What is apparent across the literature on corporate and state investment in land acquisitions is a dehumanising of the African continent into another notch in a portfolio, or a matter of strategy. Such behaviour is enabled by distance (Held et al. 1999). The physical distance between the investor and "investment" against the relative ease with which money and technology can flow across space, results in a relationship that, on a human level, is rather callous. This dehumanising is not conducive to development, as development requires an appreciation for the individual. The displaced nature of TNCs, and the distant policymakers of foreign countries, create privileged relationships in which the land and water users in Africa are seen only as a vehicle for profit/loss (Hawthorne, 2004).

There is little appreciation for the externalities (an externality being the cost or benefit that affects a party who did not choose to incur that cost or benefit) of their business, beyond the need to keep things going without farmer revolt or government retaliation. Degradation of soil and water quality, as is typically evidenced in intensive farming (Tilman et al., 2002), disproportionately harms the host nation on timescales that TNCs are unlikely to worry about. Further, the use of water for agri-industrial processes typically threatens the water supply of surrounding communities. It would require significant government oversight to keep this all from resulting in unsustainable and exploitative practises, but such oversight has yet to be seen (Cotula et al., 2009), and is unlikely when host nations are so reliant on foreign direct investment, and such investment is needed across a nation's economy (Allan, 2013). Indeed, land acquisitions make full use of government subsidies and offtake agreements (Woertz, 2013).

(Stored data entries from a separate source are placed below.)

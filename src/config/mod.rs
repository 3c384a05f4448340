//! Configuration module for the Kirana gateway
//!
//! This module handles server configuration from various sources: .env files, YAML files,
//! and environment variables. Priority: YAML > ENV vars > .env values > defaults.
//!
//! # Modules
//! - `yaml`: YAML configuration file loading
//! - `env`: Environment variable loading
//! - `merge`: Merging YAML and environment configurations
//! - `validation`: Configuration validation logic
//!
//! # Example
//! ```rust,no_run
//! use kirana_gateway::config::ServerConfig;
//! use std::path::PathBuf;
//!
//! # fn main() -> Result<(), Box<dyn std::error::Error>> {
//! // Load from environment variables only
//! let config = ServerConfig::from_env()?;
//!
//! // Load from YAML file with environment variables filling the gaps
//! let config = ServerConfig::from_file(&PathBuf::from("config.yaml"))?;
//!
//! println!("Server listening on {}", config.address());
//! # Ok(())
//! # }
//! ```

use std::collections::BTreeSet;
use std::fmt;
use std::path::{Path, PathBuf};
use std::time::Duration;

use thiserror::Error;

use crate::core::realtime::{LiveSessionConfig, ResponseModality, UpstreamOptions};
use crate::core::realtime::gemini::{GEMINI_LIVE_DEFAULT_MODEL, GEMINI_LIVE_URL, GeminiVoice};

mod env;
mod merge;
mod validation;
mod yaml;

pub use yaml::YamlConfig;

/// Errors raised while loading or validating configuration.
#[derive(Debug, Error)]
pub enum ConfigError {
    #[error("Failed to read config file {}: {source}", path.display())]
    Read {
        path: PathBuf,
        #[source]
        source: std::io::Error,
    },

    #[error("Failed to parse YAML config: {0}")]
    Yaml(#[from] serde_yaml::Error),

    #[error("Invalid value for {name}: {reason}")]
    InvalidValue { name: String, reason: String },

    #[error("Invalid configuration: {0}")]
    Validation(String),
}

/// TLS configuration for HTTPS and WSS
#[derive(Debug, Clone, PartialEq, Eq)]
pub struct TlsConfig {
    /// Path to the TLS certificate file (PEM format)
    pub cert_path: PathBuf,
    /// Path to the TLS private key file (PEM format)
    pub key_path: PathBuf,
}

/// Server configuration
///
/// Process-wide and immutable once loaded; it is injected into the upstream
/// connector and the context provider at startup.
#[derive(Clone)]
pub struct ServerConfig {
    pub host: String,
    pub port: u16,
    pub tls: Option<TlsConfig>,

    /// Gemini API key; sessions fail to connect without it
    pub gemini_api_key: Option<String>,
    pub gemini_endpoint: String,

    pub live_model: String,
    pub live_voice: String,
    pub response_modalities: BTreeSet<ResponseModality>,
    pub temperature: f32,
    pub system_instruction: Option<String>,
    pub setup_timeout_seconds: u64,

    /// Base URL of the inventory/sales API used for priming context
    pub shop_api_url: Option<String>,
    /// Fixed priming context when no shop API is configured
    pub shop_context: Option<String>,
    pub context_timeout_seconds: u64,

    // Security settings
    pub cors_allowed_origins: Option<String>,
    pub max_websocket_connections: Option<usize>,
    pub max_connections_per_ip: u32,
}

impl Default for ServerConfig {
    fn default() -> Self {
        Self {
            host: merge::DEFAULT_HOST.to_string(),
            port: merge::DEFAULT_PORT,
            tls: None,
            gemini_api_key: None,
            gemini_endpoint: GEMINI_LIVE_URL.to_string(),
            live_model: GEMINI_LIVE_DEFAULT_MODEL.to_string(),
            live_voice: GeminiVoice::default().as_str().to_string(),
            response_modalities: BTreeSet::from([ResponseModality::Audio]),
            temperature: merge::DEFAULT_TEMPERATURE,
            system_instruction: None,
            setup_timeout_seconds: merge::DEFAULT_SETUP_TIMEOUT_SECONDS,
            shop_api_url: None,
            shop_context: None,
            context_timeout_seconds: merge::DEFAULT_CONTEXT_TIMEOUT_SECONDS,
            cors_allowed_origins: None,
            max_websocket_connections: None,
            max_connections_per_ip: merge::DEFAULT_MAX_CONNECTIONS_PER_IP,
        }
    }
}

impl fmt::Debug for ServerConfig {
    fn fmt(&self, f: &mut fmt::Formatter<'_>) -> fmt::Result {
        f.debug_struct("ServerConfig")
            .field("host", &self.host)
            .field("port", &self.port)
            .field("tls", &self.tls)
            .field(
                "gemini_api_key",
                &self.gemini_api_key.as_ref().map(|_| "[REDACTED]"),
            )
            .field("gemini_endpoint", &self.gemini_endpoint)
            .field("live_model", &self.live_model)
            .field("live_voice", &self.live_voice)
            .field("response_modalities", &self.response_modalities)
            .field("temperature", &self.temperature)
            .field("setup_timeout_seconds", &self.setup_timeout_seconds)
            .field("shop_api_url", &self.shop_api_url)
            .field("context_timeout_seconds", &self.context_timeout_seconds)
            .field("cors_allowed_origins", &self.cors_allowed_origins)
            .field("max_websocket_connections", &self.max_websocket_connections)
            .field("max_connections_per_ip", &self.max_connections_per_ip)
            .finish_non_exhaustive()
    }
}

impl ServerConfig {
    /// Load configuration from environment variables (and defaults).
    ///
    /// The `.env` file is loaded in `main` before this runs, so its values are
    /// already visible as environment variables.
    pub fn from_env() -> Result<Self, ConfigError> {
        let config = merge::merge_config(None)?;
        validation::validate(&config)?;
        Ok(config)
    }

    /// Load configuration from a YAML file with environment variables filling
    /// anything the file leaves unset.
    ///
    /// # Errors
    /// Returns an error if:
    /// - The YAML file cannot be read or is malformed
    /// - Environment variables have invalid formats
    /// - Configuration validation fails
    pub fn from_file(path: &Path) -> Result<Self, ConfigError> {
        let yaml_config = YamlConfig::from_file(path)?;
        let config = merge::merge_config(Some(yaml_config))?;
        validation::validate(&config)?;
        Ok(config)
    }

    /// Get the server address as a string
    ///
    /// Returns the address in the format "host:port"
    pub fn address(&self) -> String {
        format!("{}:{}", self.host, self.port)
    }

    /// Check if TLS is enabled
    pub fn is_tls_enabled(&self) -> bool {
        self.tls.is_some()
    }

    pub fn setup_timeout(&self) -> Duration {
        Duration::from_secs(self.setup_timeout_seconds)
    }

    pub fn context_timeout(&self) -> Duration {
        Duration::from_secs(self.context_timeout_seconds)
    }

    /// Session options shared by every bridge session.
    pub fn live_session_config(&self) -> LiveSessionConfig {
        LiveSessionConfig {
            response_modalities: self.response_modalities.clone(),
            voice: Some(self.live_voice.clone()),
            temperature: Some(self.temperature),
            system_instruction: self.system_instruction.clone(),
        }
    }

    /// Connection options for the upstream connector.
    pub fn upstream_options(&self) -> UpstreamOptions {
        UpstreamOptions {
            api_key: self.gemini_api_key.clone(),
            endpoint: Some(self.gemini_endpoint.clone()),
            setup_timeout: Some(self.setup_timeout()),
        }
    }
}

With the process of intense globalisation experienced over the past century, there has been an intensification of the divide between rich and poor countries (Dicken, 2007). As suppliers have been brought into the global supply chain, they have typically (with a few exceptions) been exposed to increased risks but only received a fraction of the profits, with the wealth gap exponentially increasing between the richest and poorest nations (see Figure 1).  Even if land acquisitions yield absolute gains for the host country, the intense inequality in that trade does not allow for it to be genuine development. It's a very small slice of a rather large pie.

Fig. 1 Widening income gap between countries

The terms of land acquisitions so far have been too heavily in favour of the investor. Development would not require an equal split between investor and host nation (that would be extremely unlikely), but an ever-increasing gap between rich and poor is simply unjust. Thus, the income inequality is indisputable and the intensive agricultural practices are of questionable sustainability. Land acquisitions have thus far not fit even the broad definition of development being used. They would require that host nations to gain far more from the agreements in order for them to be truly mutually beneficial.